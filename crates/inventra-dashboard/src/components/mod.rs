//! UI components for the dashboard.

pub mod assets;
pub mod assign_modal;
pub mod asset_modal;
pub mod icons;
pub mod layout;
pub mod login;
pub mod overview;
pub mod primitives;
pub mod register;
pub mod users;

pub use assets::AssetsPage;
pub use layout::Shell;
pub use login::LoginPage;
pub use overview::OverviewPage;
pub use register::RegisterPage;
pub use users::UsersPage;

## Problem description
Retype the records, line for line.

## Output for this exercise
filename crates/inventra-dashboard/src/components/mod.rs
//! UI components for the dashboard.

pub mod assets;
pub mod assign_modal;
pub mod asset_modal;
pub mod icons;
pub mod layout;
pub mod login;
pub mod overview;
pub mod primitives;
pub mod register;
pub mod users;

pub use assets::AssetsPage;
pub use layout::Shell;
pub use login::LoginPage;
pub use overview::OverviewPage;
pub use register::RegisterPage;
pub use users::UsersPage;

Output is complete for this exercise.